- Work item -
Which lines have the string "println"? Copy all of them from the entries below.
==== Listed records ====
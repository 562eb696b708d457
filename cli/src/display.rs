use moviematch_core::{LoadSummary, MatchError, MovieMatch};

use crate::colors::ColorScheme;

/// Retained path of the last distance query, queried actor first. Movies
/// sit on odd positions and are drawn as branches of the actor above.
pub fn format_path(movie_match: &MovieMatch, colors: &ColorScheme) -> String {
    let mut output = String::from("\n");
    for (position, name) in movie_match.path_names().into_iter().enumerate() {
        if position % 2 == 1 {
            output.push_str(&format!("   | {}\n", colors.movie_name(name)));
        } else {
            output.push_str(&format!(" {}\n", colors.actor_name(name)));
        }
    }
    output.push('\n');
    output
}

pub fn format_distance(actor: &str, base: &str, distance: usize, colors: &ColorScheme) -> String {
    let unit = if distance == 1 { "degree" } else { "degrees" };
    format!(
        "{} {} is {} {} from {}",
        colors.success("✅"),
        colors.actor_name(&format!("\"{}\"", actor)),
        colors.number(&distance.to_string()),
        unit,
        colors.actor_name(&format!("\"{}\"", base))
    )
}

pub fn format_match_error(error: &MatchError, colors: &ColorScheme) -> String {
    colors.error(&format!("❌ {}", error)).to_string()
}

pub fn display_distance_result(
    movie_match: &MovieMatch,
    actor: &str,
    outcome: &Result<usize, MatchError>,
    colors: &ColorScheme,
) {
    let base = movie_match.base_actor().unwrap_or_default();
    match outcome {
        Ok(distance) => {
            println!("{}", format_distance(actor, base, *distance, colors));
            print!("{}", format_path(movie_match, colors));
        }
        Err(error) => println!("{}", format_match_error(error, colors)),
    }
}

/// A movie with its cast or an actor with their movies, one per line.
pub fn format_star(name: &str, linked: &[&str], movie_match: &MovieMatch, colors: &ColorScheme) -> String {
    let paint = |text: &str| {
        let is_movie = movie_match
            .names()
            .get(text)
            .is_some_and(|vertex| movie_match.is_movie(vertex));
        if is_movie {
            colors.movie_name(text).to_string()
        } else {
            colors.actor_name(text).to_string()
        }
    };

    let mut output = format!("\n {}\n", paint(name));
    for linked_name in linked {
        output.push_str(&format!("   | {}\n", paint(linked_name)));
    }
    output.push('\n');
    output
}

pub fn format_hints(prefix: &str, suggestions: &[&str], colors: &ColorScheme) -> String {
    if suggestions.is_empty() {
        return format!("{} \"{}\"\n", colors.error("No names close to"), prefix);
    }

    let mut output = format!("Names close to \"{}\":\n", prefix);
    for suggestion in suggestions {
        output.push_str(&format!("   {}\n", suggestion));
    }
    output
}

pub fn format_load_summary(summary: &LoadSummary, colors: &ColorScheme) -> String {
    let mut line = format!(
        "{} Loaded {} movies and {} actors",
        colors.stats("📊"),
        colors.number(&summary.movies.to_string()),
        colors.number(&summary.actors.to_string())
    );
    if summary.skipped_credits > 0 {
        line.push_str(&format!(
            " ({} credits skipped)",
            colors.error(&summary.skipped_credits.to_string())
        ));
    }
    line
}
====
- Answer box -
            println!("{}", format_distance(actor, base, *distance, colors));
        Err(error) => println!("{}", format_match_error(error, colors)),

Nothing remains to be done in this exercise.